Day 38 of 100
About twenty years ago, I caught a glimpse of the burn scar on my wrist.
I guess it wasn’t just the past four years that I have been thinking of death, but about as long as I could remember.
At the age of about ten, I would turn the electric burners on the stove on until they blazed a beautiful red, only to turn them off until they were a dead black.
Off and on. On and off. Sometimes, it was hours until my mom would come into the kitchen. “What are you doing?” she asked.
“Nothing.”
As soon as she left, I turned the burner back on. “It won’t hurt,” I told myself.
Red hot. Dead black.
You could smell the heat the burners gave off. It was inviting, almost drawing me in. “Even if it does hurt, at least it will be something else to think about.” I reasoned.
Red hot. Dead black.
I ran my hand over the burner while it was red hot. I could feel the heat warm my hand. I held my hand in place until tears came to my eyes.
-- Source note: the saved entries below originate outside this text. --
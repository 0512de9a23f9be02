//! # API Error Type
//!
//! Unified error type for HTTP handlers.
//!
//! ## Error Flow
//! ```text
//! ┌─────────────────────────────────────────────────────────────────────────┐
//! │  Handler                                                               │
//! │  Result<Json<T>, ApiError>                                             │
//! │         │                                                              │
//! │         ▼                                                              │
//! │  DbError ──── kind() ────┐                                             │
//! │  CoreError ── kind() ────┼──► ApiError { code, message } ──► HTTP      │
//! │  JSON / query rejection ─┘                                             │
//! │                                                                         │
//! │  INVALID_REQUEST 400 · UNAUTHORIZED 401 · FORBIDDEN 403                │
//! │  NOT_FOUND 404 · CONSISTENCY_VIOLATION 409 · STORAGE_FAILURE 503       │
//! └─────────────────────────────────────────────────────────────────────────┘
//! ```
//!
//! Storage failures are logged with their cause and returned with a generic
//! message.

use axum::extract::rejection::{JsonRejection, QueryRejection};
use axum::http::StatusCode;
use axum::response::{IntoResponse, Response};
use axum::Json;
use serde::Serialize;
use tally_core::{CoreError, ErrorKind};
use tally_db::DbError;

/// API error body.
///
/// ```json
/// {
///   "code": "CONSISTENCY_VIOLATION",
///   "message": "Insufficient stock for p-1: available 1, requested 2"
/// }
/// ```
#[derive(Debug, Clone, Serialize)]
#[serde(rename_all = "camelCase")]
pub struct ApiError {
    /// Machine-readable error code
    pub code: ErrorCode,

    /// Human-readable error message
    pub message: String,
}

#[derive(Debug, Clone, Copy, PartialEq, Eq, Serialize)]
#[serde(rename_all = "SCREAMING_SNAKE_CASE")]
pub enum ErrorCode {
    InvalidRequest,
    Unauthorized,
    Forbidden,
    NotFound,
    ConsistencyViolation,
    StorageFailure,
}

impl ErrorCode {
    pub fn status(self) -> StatusCode {
        match self {
            ErrorCode::InvalidRequest => StatusCode::BAD_REQUEST,
            ErrorCode::Unauthorized => StatusCode::UNAUTHORIZED,
            ErrorCode::Forbidden => StatusCode::FORBIDDEN,
            ErrorCode::NotFound => StatusCode::NOT_FOUND,
            ErrorCode::ConsistencyViolation => StatusCode::CONFLICT,
            ErrorCode::StorageFailure => StatusCode::SERVICE_UNAVAILABLE,
        }
    }
}

impl From<ErrorKind> for ErrorCode {
    fn from(kind: ErrorKind) -> Self {
        match kind {
            ErrorKind::InvalidRequest => ErrorCode::InvalidRequest,
            ErrorKind::NotFound => ErrorCode::NotFound,
            ErrorKind::ConsistencyViolation => ErrorCode::ConsistencyViolation,
            ErrorKind::StorageFailure => ErrorCode::StorageFailure,
        }
    }
}

impl ApiError {
    pub fn new(code: ErrorCode, message: impl Into<String>) -> Self {
        ApiError {
            code,
            message: message.into(),
        }
    }

    pub fn invalid(message: impl Into<String>) -> Self {
        ApiError::new(ErrorCode::InvalidRequest, message)
    }

    pub fn unauthorized() -> Self {
        ApiError::new(ErrorCode::Unauthorized, "Missing acting user")
    }

    pub fn forbidden(message: impl Into<String>) -> Self {
        ApiError::new(ErrorCode::Forbidden, message)
    }
}

impl From<DbError> for ApiError {
    fn from(err: DbError) -> Self {
        let code = ErrorCode::from(err.kind());
        match code {
            ErrorCode::StorageFailure => {
                tracing::error!(error = %err, "Storage failure");
                ApiError::new(code, "Storage is unavailable, the operation was not applied")
            }
            _ => ApiError::new(code, err.to_string()),
        }
    }
}

impl From<CoreError> for ApiError {
    fn from(err: CoreError) -> Self {
        ApiError::new(err.kind().into(), err.to_string())
    }
}

impl From<JsonRejection> for ApiError {
    fn from(rejection: JsonRejection) -> Self {
        ApiError::invalid(rejection.body_text())
    }
}

impl From<QueryRejection> for ApiError {
    fn from(rejection: QueryRejection) -> Self {
        ApiError::invalid(rejection.body_text())
    }
}

impl IntoResponse for ApiError {
    fn into_response(self) -> Response {
        (self.code.status(), Json(self)).into_response()
    }
}

impl std::fmt::Display for ApiError {
    fn fmt(&self, f: &mut std::fmt::Formatter<'_>) -> std::fmt::Result {
        write!(f, "[{:?}] {}", self.code, self.message)
    }
}

impl std::error::Error for ApiError {}

pub type ApiResult<T> = Result<T, ApiError>;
As I drew my hand back, I turned off the burner watching it darken. As soon as it had gone completely black, I quickly slammed my hand down. The searing sound hit my ears like a ton of bricks. The smell shot into my nose replacing every smell I had known with the putrid smell of burning skin. I kept my scream muffled; I didn’t want my parents to know what I did. But, now they did.
And as they rushed into the kitchen, I smiled.